§ Your goal
The answer must consist of every line in the data below that holds the word "Frame".

§ Materials provided
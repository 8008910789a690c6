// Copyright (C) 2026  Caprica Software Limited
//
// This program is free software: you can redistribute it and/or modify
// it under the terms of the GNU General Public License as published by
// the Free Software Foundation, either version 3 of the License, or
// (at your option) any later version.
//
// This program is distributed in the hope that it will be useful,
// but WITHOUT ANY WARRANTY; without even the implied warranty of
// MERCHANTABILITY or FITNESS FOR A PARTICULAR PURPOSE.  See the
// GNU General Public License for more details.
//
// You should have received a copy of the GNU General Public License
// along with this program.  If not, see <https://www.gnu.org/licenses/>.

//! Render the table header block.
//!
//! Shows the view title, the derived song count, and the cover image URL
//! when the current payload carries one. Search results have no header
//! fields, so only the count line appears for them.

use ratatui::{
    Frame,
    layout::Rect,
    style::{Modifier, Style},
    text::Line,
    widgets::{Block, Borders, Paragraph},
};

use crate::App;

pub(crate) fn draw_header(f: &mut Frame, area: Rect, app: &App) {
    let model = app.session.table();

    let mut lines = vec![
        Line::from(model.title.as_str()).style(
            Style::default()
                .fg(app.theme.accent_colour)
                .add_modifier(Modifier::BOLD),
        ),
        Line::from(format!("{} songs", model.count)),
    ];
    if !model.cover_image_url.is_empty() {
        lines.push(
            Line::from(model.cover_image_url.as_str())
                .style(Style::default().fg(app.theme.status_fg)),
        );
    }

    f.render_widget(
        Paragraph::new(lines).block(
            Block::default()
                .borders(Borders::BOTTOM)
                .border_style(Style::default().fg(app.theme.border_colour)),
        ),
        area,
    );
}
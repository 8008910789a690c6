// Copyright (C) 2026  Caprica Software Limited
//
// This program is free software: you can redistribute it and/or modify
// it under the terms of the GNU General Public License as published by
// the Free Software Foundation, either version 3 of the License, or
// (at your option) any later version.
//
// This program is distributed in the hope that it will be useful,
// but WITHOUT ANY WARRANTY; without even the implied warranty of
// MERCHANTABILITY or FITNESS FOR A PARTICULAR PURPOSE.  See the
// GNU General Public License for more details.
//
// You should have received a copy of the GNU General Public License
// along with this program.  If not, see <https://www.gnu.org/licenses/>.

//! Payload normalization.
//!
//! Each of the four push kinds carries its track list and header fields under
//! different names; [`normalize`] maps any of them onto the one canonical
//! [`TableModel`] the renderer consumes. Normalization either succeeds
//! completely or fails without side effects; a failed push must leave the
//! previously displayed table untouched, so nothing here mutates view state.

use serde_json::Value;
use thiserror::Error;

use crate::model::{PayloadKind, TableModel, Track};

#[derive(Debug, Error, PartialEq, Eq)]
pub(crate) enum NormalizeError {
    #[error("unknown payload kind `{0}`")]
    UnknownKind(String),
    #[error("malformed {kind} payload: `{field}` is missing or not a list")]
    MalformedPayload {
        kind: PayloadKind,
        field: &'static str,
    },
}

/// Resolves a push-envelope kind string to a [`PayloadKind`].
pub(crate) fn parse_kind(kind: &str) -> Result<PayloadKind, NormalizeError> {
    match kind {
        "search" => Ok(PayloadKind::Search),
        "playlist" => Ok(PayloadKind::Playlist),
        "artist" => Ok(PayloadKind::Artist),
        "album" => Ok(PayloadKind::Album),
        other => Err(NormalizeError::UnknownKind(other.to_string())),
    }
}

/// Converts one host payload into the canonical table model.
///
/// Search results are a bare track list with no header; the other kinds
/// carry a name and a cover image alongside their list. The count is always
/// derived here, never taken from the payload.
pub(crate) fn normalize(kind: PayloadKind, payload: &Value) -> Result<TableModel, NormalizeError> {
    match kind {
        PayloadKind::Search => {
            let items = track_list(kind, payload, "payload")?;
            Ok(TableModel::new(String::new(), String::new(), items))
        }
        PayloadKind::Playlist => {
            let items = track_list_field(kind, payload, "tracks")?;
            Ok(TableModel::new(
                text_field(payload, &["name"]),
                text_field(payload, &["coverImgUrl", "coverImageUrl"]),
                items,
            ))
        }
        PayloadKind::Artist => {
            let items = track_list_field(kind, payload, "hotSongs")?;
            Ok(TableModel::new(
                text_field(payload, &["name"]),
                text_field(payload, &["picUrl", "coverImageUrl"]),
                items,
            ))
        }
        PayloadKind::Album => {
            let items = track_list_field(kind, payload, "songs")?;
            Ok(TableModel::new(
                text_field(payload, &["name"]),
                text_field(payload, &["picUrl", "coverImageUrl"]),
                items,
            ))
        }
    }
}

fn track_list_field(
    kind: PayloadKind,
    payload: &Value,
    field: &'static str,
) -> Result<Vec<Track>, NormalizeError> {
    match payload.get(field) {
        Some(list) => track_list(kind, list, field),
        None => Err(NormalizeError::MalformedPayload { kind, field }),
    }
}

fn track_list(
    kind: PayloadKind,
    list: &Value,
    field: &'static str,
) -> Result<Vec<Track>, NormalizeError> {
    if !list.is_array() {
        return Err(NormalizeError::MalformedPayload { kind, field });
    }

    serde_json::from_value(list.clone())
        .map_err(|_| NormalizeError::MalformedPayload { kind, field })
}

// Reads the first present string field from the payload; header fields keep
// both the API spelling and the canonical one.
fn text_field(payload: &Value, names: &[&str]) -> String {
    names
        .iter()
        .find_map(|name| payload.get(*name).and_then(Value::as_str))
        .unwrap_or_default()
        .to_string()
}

§ Response for this exercise
    Frame,
pub(crate) fn draw_header(f: &mut Frame, area: Rect, app: &App) {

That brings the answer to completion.